Hi Molly, have there been any changes in how you think about work-life balance?
My work/life balance has gotten pretty blurred this past year in the best way. In large part because I’ve started to trust myself more, listening intuitively for cues instead of concrete schedules or check boxes.
When the pandemic hit California, I kind of watched this natural flow happen for myself. Similar to intuitive eating where you let yourself have something with maybe a ton of sugar and stop when your body tells you to stop and learn to trust that your body will give you that cue if you listen, I found that I have a natural tendency to want to create and participate in society as well as this tendency to pull away sometimes and be lazy. And I think because of all this space during the lockdowns, I noticed that they really both reliably came and went. So it’s become less scary when I don’t feel much interest in productivity, and I’m learning how much those quieter moments feed the super productive ones and vice versa.
It sounds so obvious but for me, this year, it’s been a huge shift. I try to follow whatever is genuinely pulling me each day, both within my work and outside of it. Maybe one moment I feel excited by the idea of meeting new clients and will send out fifty emails, and another it feels more exciting to open a nice bottle of wine and call a friend to come over. They’re part of the same cycle, both have an importance, and I feel lucky so far it’s worked in the ways I need it to.

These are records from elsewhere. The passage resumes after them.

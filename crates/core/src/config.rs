use std::env;
use std::path::Path;

use serde::{Deserialize, Serialize};

use crate::error::LanepoolError;

/// Load .env file (silently ignores if missing).
pub fn load_dotenv() {
    dotenvy::dotenv().ok();
}

fn env_opt(key: &str) -> Option<String> {
    env::var(key).ok().filter(|s| !s.is_empty())
}

// ── Scheduler config ──────────────────────────────────────────

/// Scheduler configuration, typically parsed from TOML.
#[derive(Debug, Clone, PartialEq, Eq, Serialize, Deserialize)]
pub struct SchedulerConfig {
    /// Upper bound on concurrent lanes. 0 = one lane per worker.
    #[serde(default = "default_max_lanes")]
    pub max_lanes: usize,
    /// How many times a non-last lane tries to recover its worker per fault.
    #[serde(default = "default_recovery_attempts")]
    pub recovery_attempts: u32,
    /// Report composite items once per sub-unit when they are not executed.
    #[serde(default = "default_report_sub_units")]
    pub report_sub_units: bool,
    /// Prefix for lane thread names (`<prefix>-<index>`).
    #[serde(default = "default_lane_thread_prefix")]
    pub lane_thread_prefix: String,
}

fn default_max_lanes() -> usize { 0 }
fn default_recovery_attempts() -> u32 { 1 }
fn default_report_sub_units() -> bool { true }
fn default_lane_thread_prefix() -> String { "lane".to_string() }

impl Default for SchedulerConfig {
    fn default() -> Self {
        Self {
            max_lanes: default_max_lanes(),
            recovery_attempts: default_recovery_attempts(),
            report_sub_units: default_report_sub_units(),
            lane_thread_prefix: default_lane_thread_prefix(),
        }
    }
}

impl SchedulerConfig {
    /// Parse config from a TOML string. Environment overrides are not applied.
    pub fn from_toml(toml_str: &str) -> Result<Self, LanepoolError> {
        let config: Self = toml::from_str(toml_str)?;
        config.validate()?;
        Ok(config)
    }

    /// Load config from a file path and apply `LANEPOOL_*` environment overrides.
    pub fn from_file(path: impl AsRef<Path>) -> Result<Self, LanepoolError> {
        let content = std::fs::read_to_string(path.as_ref())?;
        let mut config = Self::from_toml(&content)?;
        config.apply_env_overrides();
        config.validate()?;
        Ok(config)
    }

    /// Resolve the number of lanes to start for a fleet of `worker_count` workers.
    pub fn resolved_lanes(&self, worker_count: usize) -> usize {
        if self.max_lanes == 0 {
            worker_count
        } else {
            self.max_lanes.min(worker_count)
        }
    }

    pub fn validate(&self) -> Result<(), LanepoolError> {
        if self.lane_thread_prefix.trim().is_empty() {
            return Err(LanepoolError::Config(
                "lane_thread_prefix must not be empty".to_string(),
            ));
        }
        Ok(())
    }

    /// Print a summary for startup logs.
    pub fn log_summary(&self) {
        tracing::info!("Scheduler config:");
        tracing::info!("  max_lanes:          {}", self.max_lanes);
        tracing::info!("  recovery_attempts:  {}", self.recovery_attempts);
        tracing::info!("  report_sub_units:   {}", self.report_sub_units);
        tracing::info!("  lane_thread_prefix: {}", self.lane_thread_prefix);
    }

    // ── Environment variable overrides ──────────────────────────

    /// Apply environment variable overrides.
    ///
    /// Convention: `LANEPOOL_KEY` overrides `key`.
    /// - `LANEPOOL_MAX_LANES` -> `max_lanes`
    /// - `LANEPOOL_RECOVERY_ATTEMPTS` -> `recovery_attempts`
    /// - `LANEPOOL_REPORT_SUB_UNITS` -> `report_sub_units`
    /// - `LANEPOOL_LANE_THREAD_PREFIX` -> `lane_thread_prefix`
    pub fn apply_env_overrides(&mut self) {
        self.apply_overrides(env_opt);
    }

    pub(crate) fn apply_overrides(&mut self, lookup: impl Fn(&str) -> Option<String>) {
        if let Some(v) = lookup("LANEPOOL_MAX_LANES") {
            if let Ok(n) = v.parse::<usize>() {
                self.max_lanes = n;
            }
        }
        if let Some(v) = lookup("LANEPOOL_RECOVERY_ATTEMPTS") {
            if let Ok(n) = v.parse::<u32>() {
                self.recovery_attempts = n;
            }
        }
        if let Some(v) = lookup("LANEPOOL_REPORT_SUB_UNITS") {
            self.report_sub_units = v == "true" || v == "1";
        }
        if let Some(v) = lookup("LANEPOOL_LANE_THREAD_PREFIX") {
            self.lane_thread_prefix = v;
        }
    }
}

Can you open up a bit about your work and career? We’re big fans and we’d love for our community to learn more about your work.
My work has kind of always been about noticing. I’m mostly interested in moments that might normally go unnoticed, that are subtle but rich. I don’t feel a need to make a big mark or a lot of noise, and while I have so much respect for people who do, I feel a natural pull to celebrate the softer stuff in this lifetime. And that’s undoubtedly a challenge for so many reasons but it’s also the most gratifying for me to explore.
Any places to eat or things to do that you can share with our readers? If they have a friend visiting town, what are some spots they could take them to?
I will always love Topanga Canyon the most, so I’d make sure to take them to Cafe Mimosa for Patrice’s baked goods, maybe I’d send them upstairs for a facial with Sally at Siena Skincare, get smoothies on the patio of Topanga Living… I’d take them west to Malibu for Lily’s fish tacos and a picnic nestled in Leo Carrillo cliffs. It would be a little romantic!!
We would probably spend the rest of the time on the east side, mostly eating and walking and gallery-hopping. I’d make sure to get Chainsaw’s passionfruit-lime icebox pie for dessert one night from Karla’s window (your order gets carefully lowered down to you in a basket!), and I will be spending whatever evenings I can at 1642 talking to Liz and listening to live music as long as they’re there offering those things.
Who else deserves some credit and recognition?
I can think of a handful names I should say here, but Tarrah Krajnak is one I don’t think I’ve thanked enough. She’s an LA-based photographer and educator, and I was lucky to have her as my art advisor in undergrad. She took my work relatively seriously when I was more focused on dying fabric and making paper than taking pictures, and she pushed me to dive deep instead of wavering so much. She also gave me the most practical advice on art-making post-school or institution, how much of an accomplishment it can be to pay your bills with a retail job while making art in the in-between moments.
Also, I can’t not mention my aunt, Norah Edelstein, who is an incredible life coach, who has showered me with tools since I called several years ago drained and broke and so confused by trying to navigate my career. She’s a good person to contact if you’re feeling confused about anything.